In other business, the school board also received a briefing of proposed ballot items for the November election.
Sandy Evans-Hall, Steamboat Springs Chamber Resort Association executive director, and Bill Stuart, vice president, approached the school board with a list of issues their tax is trying to address, a 3-2-1 solution and the intricacies of how and why they should support this tax.
Because tourism has seen a decline throughout the nation, Stuart said Steamboat isn't trying to increase tourism with the 3-2-1 tax but maintain its current standing.

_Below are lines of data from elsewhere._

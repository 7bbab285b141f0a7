//! The driver handle: command façade and typed module operations.
//!
//! [`Rylr`] ties the protocol engine to a [`Transport`]. The reader task is
//! the sole reader of the byte stream; any number of tasks may concurrently
//! call command methods, which only ever write and then suspend on their
//! own waiter in the [`Correlator`](crate::correlator::Correlator). The
//! module itself is logically single-command-in-flight and answers in
//! issue order, which is what makes FIFO correlation sound.

use std::sync::Arc;
use std::time::Duration;

use tokio::sync::Mutex;
use tracing::debug;

use rylr_core::config::ModuleConfig;
use rylr_core::error::{Error, Result};
use rylr_core::packet::Packet;
use rylr_core::transport::Transport;

use crate::commands;
use crate::correlator::Correlator;
use crate::params;
use crate::protocol;
use crate::reader::ReaderHandle;
use crate::receive::Delivery;

/// Address that every module in the network receives on.
pub const BROADCAST_ADDRESS: u16 = 0;

/// A connected RYLR module.
///
/// Constructed via [`RylrBuilder`](crate::builder::RylrBuilder). All module
/// communication goes through the [`Transport`] provided at build time.
pub struct Rylr {
    transport: Arc<Mutex<Box<dyn Transport>>>,
    correlator: Arc<Correlator>,
    delivery: Arc<Delivery>,
    config: Mutex<ModuleConfig>,
    command_timeout: Option<Duration>,
    reader: ReaderHandle,
}

impl std::fmt::Debug for Rylr {
    fn fmt(&self, f: &mut std::fmt::Formatter<'_>) -> std::fmt::Result {
        f.debug_struct("Rylr").finish_non_exhaustive()
    }
}

impl Rylr {
    /// Create a driver from its constituent parts and spawn the reader
    /// task. Called by [`RylrBuilder`](crate::builder::RylrBuilder);
    /// callers should use the builder API instead.
    pub(crate) fn new(
        transport: Box<dyn Transport>,
        config: ModuleConfig,
        command_timeout: Option<Duration>,
        delivery: Delivery,
    ) -> Self {
        let transport = Arc::new(Mutex::new(transport));
        let correlator = Arc::new(Correlator::new());
        let delivery = Arc::new(delivery);
        let reader = crate::reader::spawn_reader_task(
            Arc::clone(&transport),
            Arc::clone(&correlator),
            Arc::clone(&delivery),
        );
        Rylr {
            transport,
            correlator,
            delivery,
            config: Mutex::new(config),
            command_timeout,
            reader,
        }
    }

    /// Send one command and wait for the module's correlated reply line.
    ///
    /// This is the primitive every typed operation is built on. The waiter
    /// is registered before the bytes are written, so a fast reply cannot
    /// arrive ahead of its waiter; if the write fails or the wait times
    /// out, the waiter is unregistered so a later line cannot resolve a
    /// stale slot.
    pub async fn command(&self, cmd: &str) -> Result<String> {
        let bytes = protocol::encode_command(cmd);
        let (id, rx) = self.correlator.register();

        {
            let mut transport = self.transport.lock().await;
            if let Err(e) = transport.send(&bytes).await {
                drop(transport);
                self.correlator.unregister(id);
                return Err(e);
            }
        }

        match self.command_timeout {
            Some(timeout) => match tokio::time::timeout(timeout, rx).await {
                Ok(Ok(text)) => Ok(text),
                Ok(Err(_)) => Err(Error::ConnectionLost),
                Err(_) => {
                    debug!(cmd, "command timed out, unregistering waiter");
                    self.correlator.unregister(id);
                    Err(Error::Timeout)
                }
            },
            None => rx.await.map_err(|_| Error::ConnectionLost),
        }
    }

    /// Push the configured frequency and radio parameters to the module.
    ///
    /// Call once after construction, before exchanging packets.
    pub async fn init(&self) -> Result<()> {
        let (freq_hz, (sf, bw, cr, pl)) = {
            let config = self.config.lock().await;
            (config.frequency_hz, params::parameter_args(&config)?)
        };
        self.command(&commands::cmd_set_band(freq_hz)).await?;
        self.command(&commands::cmd_set_parameter(sf, bw, cr, pl))
            .await?;
        Ok(())
    }

    // -----------------------------------------------------------------
    // Packet transmit / receive
    // -----------------------------------------------------------------

    /// Transmit a payload to the broadcast address.
    pub async fn send(&self, payload: &str) -> Result<()> {
        self.send_to(BROADCAST_ADDRESS, payload).await
    }

    /// Transmit a payload to a specific module address.
    ///
    /// Waits only for the module's command acknowledgment, not for
    /// over-the-air delivery confirmation -- the protocol has none.
    pub async fn send_to(&self, address: u16, payload: &str) -> Result<()> {
        self.command(&commands::cmd_send(address, payload)).await?;
        Ok(())
    }

    /// Wait for the next received packet (mailbox delivery mode only).
    ///
    /// At most one packet is buffered: a packet arriving before the
    /// previous one was retrieved overwrites it.
    pub async fn recv_packet(&self) -> Result<Packet> {
        match &*self.delivery {
            Delivery::Mailbox(mailbox) => Ok(mailbox.recv().await),
            Delivery::Callback(_) => Err(Error::Unsupported(
                "packet polling is unavailable in callback delivery mode".into(),
            )),
        }
    }

    /// Wait for the next received packet and return just its payload.
    pub async fn recv(&self) -> Result<String> {
        Ok(self.recv_packet().await?.payload)
    }

    // -----------------------------------------------------------------
    // Frequency
    // -----------------------------------------------------------------

    /// Query the carrier frequency. Returns megahertz.
    pub async fn get_frequency(&self) -> Result<f64> {
        let reply = self.command(commands::QUERY_BAND).await?;
        let hz = commands::parse_band_reply(&reply)?;
        self.config.lock().await.frequency_hz = hz;
        Ok(hz as f64 / 1_000_000.0)
    }

    /// Set the carrier frequency in megahertz.
    pub async fn set_frequency(&self, mhz: f64) -> Result<()> {
        let hz = (mhz * 1_000_000.0).round() as u64;
        self.command(&commands::cmd_set_band(hz)).await?;
        self.config.lock().await.frequency_hz = hz;
        Ok(())
    }

    // -----------------------------------------------------------------
    // Radio parameters (single atomic wire command for all four)
    // -----------------------------------------------------------------

    /// The requested channel bandwidth in hertz (cached).
    pub async fn get_bandwidth(&self) -> u32 {
        self.config.lock().await.bandwidth_hz
    }

    /// Set the channel bandwidth in hertz.
    ///
    /// The module can only represent the nine bandwidths in
    /// [`params::BANDWIDTHS`]; the request is mapped to the smallest
    /// representable bandwidth that covers it.
    pub async fn set_bandwidth(&self, bandwidth_hz: u32) -> Result<()> {
        self.config.lock().await.bandwidth_hz = bandwidth_hz;
        self.set_parameters().await
    }

    /// The spreading factor (cached).
    pub async fn get_spreading_factor(&self) -> u8 {
        self.config.lock().await.spreading_factor
    }

    /// Set the spreading factor.
    pub async fn set_spreading_factor(&self, sf: u8) -> Result<()> {
        self.config.lock().await.spreading_factor = sf;
        self.set_parameters().await
    }

    /// The coding rate (cached), in 4/x notation.
    pub async fn get_coding_rate(&self) -> u8 {
        self.config.lock().await.coding_rate
    }

    /// Set the coding rate (5..=8, i.e. 4/5 through 4/8).
    pub async fn set_coding_rate(&self, cr: u8) -> Result<()> {
        // Validate before touching the cache so a rejected value cannot
        // poison later parameter commands.
        params::coding_rate_wire(cr)?;
        self.config.lock().await.coding_rate = cr;
        self.set_parameters().await
    }

    /// The preamble length in symbols (cached).
    pub async fn get_preamble_length(&self) -> u8 {
        self.config.lock().await.preamble_length
    }

    /// Set the preamble length in symbols.
    pub async fn set_preamble_length(&self, preamble: u8) -> Result<()> {
        self.config.lock().await.preamble_length = preamble;
        self.set_parameters().await
    }

    /// Recompute the four wire integers from the cached configuration and
    /// send the atomic parameter command.
    async fn set_parameters(&self) -> Result<()> {
        let (sf, bw, cr, pl) = {
            let config = self.config.lock().await;
            params::parameter_args(&config)?
        };
        self.command(&commands::cmd_set_parameter(sf, bw, cr, pl))
            .await?;
        Ok(())
    }

    // -----------------------------------------------------------------
    // Addressing
    // -----------------------------------------------------------------

    /// Query the module's own address.
    pub async fn get_address(&self) -> Result<u16> {
        let reply = self.command(commands::QUERY_ADDRESS).await?;
        let address = commands::parse_address_reply(&reply)?;
        self.config.lock().await.device_address = address;
        Ok(address)
    }

    /// Set the module's own address.
    pub async fn set_address(&self, address: u16) -> Result<()> {
        self.command(&commands::cmd_set_address(address)).await?;
        self.config.lock().await.device_address = address;
        Ok(())
    }

    /// Query the network id.
    pub async fn get_network_id(&self) -> Result<u8> {
        let reply = self.command(commands::QUERY_NETWORK_ID).await?;
        let network_id = commands::parse_network_id_reply(&reply)?;
        self.config.lock().await.network_id = network_id;
        Ok(network_id)
    }

    /// Set the network id.
    pub async fn set_network_id(&self, network_id: u8) -> Result<()> {
        self.command(&commands::cmd_set_network_id(network_id))
            .await?;
        self.config.lock().await.network_id = network_id;
        Ok(())
    }

    // -----------------------------------------------------------------
    // AES key
    // -----------------------------------------------------------------

    /// Query the AES key.
    pub async fn get_aes_key(&self) -> Result<String> {
        let reply = self.command(commands::QUERY_AES_KEY).await?;
        let key = commands::parse_aes_key_reply(&reply)?;
        self.config.lock().await.aes_key = Some(key.clone());
        Ok(key)
    }

    /// Set the AES key (32 hex characters).
    pub async fn set_aes_key(&self, key: &str) -> Result<()> {
        commands::validate_aes_key(key)?;
        self.command(&commands::cmd_set_aes_key(key)).await?;
        self.config.lock().await.aes_key = Some(key.to_string());
        Ok(())
    }

    // -----------------------------------------------------------------
    // Baud rate
    // -----------------------------------------------------------------

    /// Query the UART baud rate.
    pub async fn get_baud_rate(&self) -> Result<u32> {
        let reply = self.command(commands::QUERY_BAUD_RATE).await?;
        let baud = commands::parse_baud_rate_reply(&reply)?;
        self.config.lock().await.baud_rate = baud;
        Ok(baud)
    }

    /// Set the UART baud rate.
    ///
    /// The module switches immediately after acknowledging; the serial port
    /// on the host side must be reopened at the new rate.
    pub async fn set_baud_rate(&self, baud: u32) -> Result<()> {
        self.command(&commands::cmd_set_baud_rate(baud)).await?;
        self.config.lock().await.baud_rate = baud;
        Ok(())
    }

    // -----------------------------------------------------------------
    // Lifecycle
    // -----------------------------------------------------------------

    /// A snapshot of the in-memory configuration copy.
    pub async fn config(&self) -> ModuleConfig {
        self.config.lock().await.clone()
    }

    /// Shut down the reader task and close the transport.
    pub async fn close(self) -> Result<()> {
        let Rylr {
            transport, reader, ..
        } = self;
        reader.shutdown().await;
        let mut transport = transport.lock().await;
        transport.close().await
    }
}
//! Mock transport for deterministic testing of the protocol engine.
//!
//! [`MockTransport`] implements the [`Transport`] trait with pre-loaded
//! command/reply pairs, plus an [`UnsolicitedInjector`] handle that can push
//! `+RCV=` lines (or any other bytes) into the receive path while the driver
//! is running -- the way a real module announces inbound radio packets at
//! arbitrary times.
//!
//! # Example
//!
//! ```
//! use rylr_test_harness::MockTransport;
//!
//! let mut mock = MockTransport::new();
//! // Pre-load: when the driver sends this command, return this reply.
//! mock.expect(b"AT+ADDRESS?\r\n", b"+ADDRESS=5\r\n");
//! // Grab an injector before handing the mock to the driver.
//! let injector = mock.injector();
//! injector.inject(b"+RCV=3,4,ping,-42,11\r\n");
//! ```

use async_trait::async_trait;
use std::collections::VecDeque;
use std::sync::{Arc, Mutex};
use std::time::Duration;

use rylr_core::error::{Error, Result};
use rylr_core::transport::Transport;

/// A pre-loaded command/reply pair for the mock transport.
#[derive(Debug, Clone)]
struct Expectation {
    /// The exact bytes we expect to be sent.
    request: Vec<u8>,
    /// The bytes to queue for `receive()` when the matching request arrives.
    response: Vec<u8>,
}

/// Handle for pushing unsolicited bytes into a [`MockTransport`] after it
/// has been moved into the driver.
///
/// Injected bytes are returned by `receive()` ahead of any not-yet-read
/// reply bytes, modeling a packet announcement that lands while a command
/// exchange is in flight.
#[derive(Clone)]
pub struct UnsolicitedInjector {
    queue: Arc<Mutex<VecDeque<Vec<u8>>>>,
}

impl UnsolicitedInjector {
    /// Queue bytes for the next `receive()` call.
    pub fn inject(&self, data: &[u8]) {
        self.queue.lock().unwrap().push_back(data.to_vec());
    }
}

/// A mock [`Transport`] for testing the driver without hardware.
///
/// Expectations are consumed in order: `send()` records the sent data,
/// matches it against the next expectation, and queues the paired reply for
/// subsequent `receive()` calls. When nothing is queued, `receive()` returns
/// [`Error::Timeout`], which the reader loop treats as "no data yet".
pub struct MockTransport {
    /// Ordered queue of expected command/reply pairs.
    expectations: VecDeque<Expectation>,
    /// Bytes waiting to be returned by `receive()`.
    pending: VecDeque<u8>,
    /// Unsolicited bytes shared with [`UnsolicitedInjector`] handles.
    unsolicited: Arc<Mutex<VecDeque<Vec<u8>>>>,
    /// Whether the transport is "connected".
    connected: bool,
    /// Log of all bytes sent through this transport.
    sent_log: Vec<Vec<u8>>,
}

impl MockTransport {
    /// Create a new mock transport in the connected state.
    pub fn new() -> Self {
        MockTransport {
            expectations: VecDeque::new(),
            pending: VecDeque::new(),
            unsolicited: Arc::new(Mutex::new(VecDeque::new())),
            connected: true,
            sent_log: Vec::new(),
        }
    }

    /// Add an expected command/reply pair.
    ///
    /// When `send()` is called with data matching `request`, subsequent
    /// `receive()` calls will return `response`. The response may contain
    /// several lines (e.g. a `+RCV=` announcement interleaved before the
    /// actual reply).
    pub fn expect(&mut self, request: &[u8], response: &[u8]) {
        self.expectations.push_back(Expectation {
            request: request.to_vec(),
            response: response.to_vec(),
        });
    }

    /// Return an injector handle for pushing unsolicited bytes while the
    /// transport is owned by the driver.
    pub fn injector(&self) -> UnsolicitedInjector {
        UnsolicitedInjector {
            queue: Arc::clone(&self.unsolicited),
        }
    }

    /// Return a reference to all data that has been sent through this
    /// transport. Each element is the byte slice from one `send()` call.
    pub fn sent_data(&self) -> &[Vec<u8>] {
        &self.sent_log
    }

    /// Return the number of expectations that have not yet been consumed.
    pub fn remaining_expectations(&self) -> usize {
        self.expectations.len()
    }

    /// Set the connected state of the mock transport.
    ///
    /// When set to `false`, subsequent `send()` and `receive()` calls will
    /// return [`Error::NotConnected`].
    pub fn set_connected(&mut self, connected: bool) {
        self.connected = connected;
    }

    /// Move any injected unsolicited bytes to the front of the pending queue.
    fn drain_unsolicited(&mut self) {
        let mut queue = self.unsolicited.lock().unwrap();
        // Front-load in arrival order: an announcement that landed first is
        // read first, ahead of reply bytes still waiting in `pending`.
        while let Some(data) = queue.pop_back() {
            for &b in data.iter().rev() {
                self.pending.push_front(b);
            }
        }
    }
}

impl Default for MockTransport {
    fn default() -> Self {
        Self::new()
    }
}

#[async_trait]
impl Transport for MockTransport {
    async fn send(&mut self, data: &[u8]) -> Result<()> {
        if !self.connected {
            return Err(Error::NotConnected);
        }

        self.sent_log.push(data.to_vec());

        if let Some(expectation) = self.expectations.pop_front() {
            if data != expectation.request.as_slice() {
                return Err(Error::Protocol(format!(
                    "unexpected send data: expected {:?}, got {:?}",
                    String::from_utf8_lossy(&expectation.request),
                    String::from_utf8_lossy(data),
                )));
            }
            self.pending.extend(expectation.response.iter());
            Ok(())
        } else {
            Err(Error::Protocol(
                "no more expectations in mock transport".into(),
            ))
        }
    }

    async fn receive(&mut self, buf: &mut [u8], _timeout: Duration) -> Result<usize> {
        if !self.connected {
            return Err(Error::NotConnected);
        }

        self.drain_unsolicited();

        if self.pending.is_empty() {
            return Err(Error::Timeout);
        }

        let mut n = 0;
        while n < buf.len() {
            match self.pending.pop_front() {
                Some(b) => {
                    buf[n] = b;
                    n += 1;
                }
                None => break,
            }
        }
        Ok(n)
    }

    async fn close(&mut self) -> Result<()> {
        self.connected = false;
        self.pending.clear();
        Ok(())
    }

    fn is_connected(&self) -> bool {
        self.connected
    }
}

Evans-Hall said in the 3-2-1 initiative, three stands for 3 percent of a sales tax on lift tickets, 2 percent on lodging, sporting good equipment rentals, outdoor recreational activities and instruction, and the 1 percent on dining.
Both Dan Birch, school board president, and Tom Sharp, school board treasurer, showed their support for the tax.
Another November ballot item included Campaign 4 Kids, putting two proposed taxes on the ballot to support early childhood education.
Debbie Young represented Campaign 4 Kids in its endeavors to ease the accessibility and affordability of early childhood education.
Campaign 4 Kids is a voluntary group of concerned residents that devised a plan to include a .5 percent city sales tax, which excludes food and utilities, and a 1 mill levy county property tax, which equals $9 for every $100,000 of residential property value.
Tami Havener, school board secretary, said she would like the support of the school board.
District Superintendent Cyndy Simms said it is very likely an administrator, faculty and staff after-school gathering to talk about the November ballot items will take place.
Also at the meeting, Sharp said one person has not yet been paid for the pay for performance money awarded to district schools Simms.
Sharp moved that Simms receive a $1,500 bonus for the 2001-2002 school year.
Sharp said Simms has performed admirably in attaining district goals and appreciates her hard work as superintendent. The school board voted unanimously to approve the motion.
The board also approved in a 4-1 vote that it supports the East Routt Library Board in the exploration of the George P. Sauer Human Services Center as a new location for the Bud Werner Memorial Library.
Sharp moved not to approve the board support for this exploration but was outweighed in a 4-1 vote.
Sharp said he believes the resolution is a mistake and that the school district should not forfeit its property to the library board because that would not be in the best interest of the district.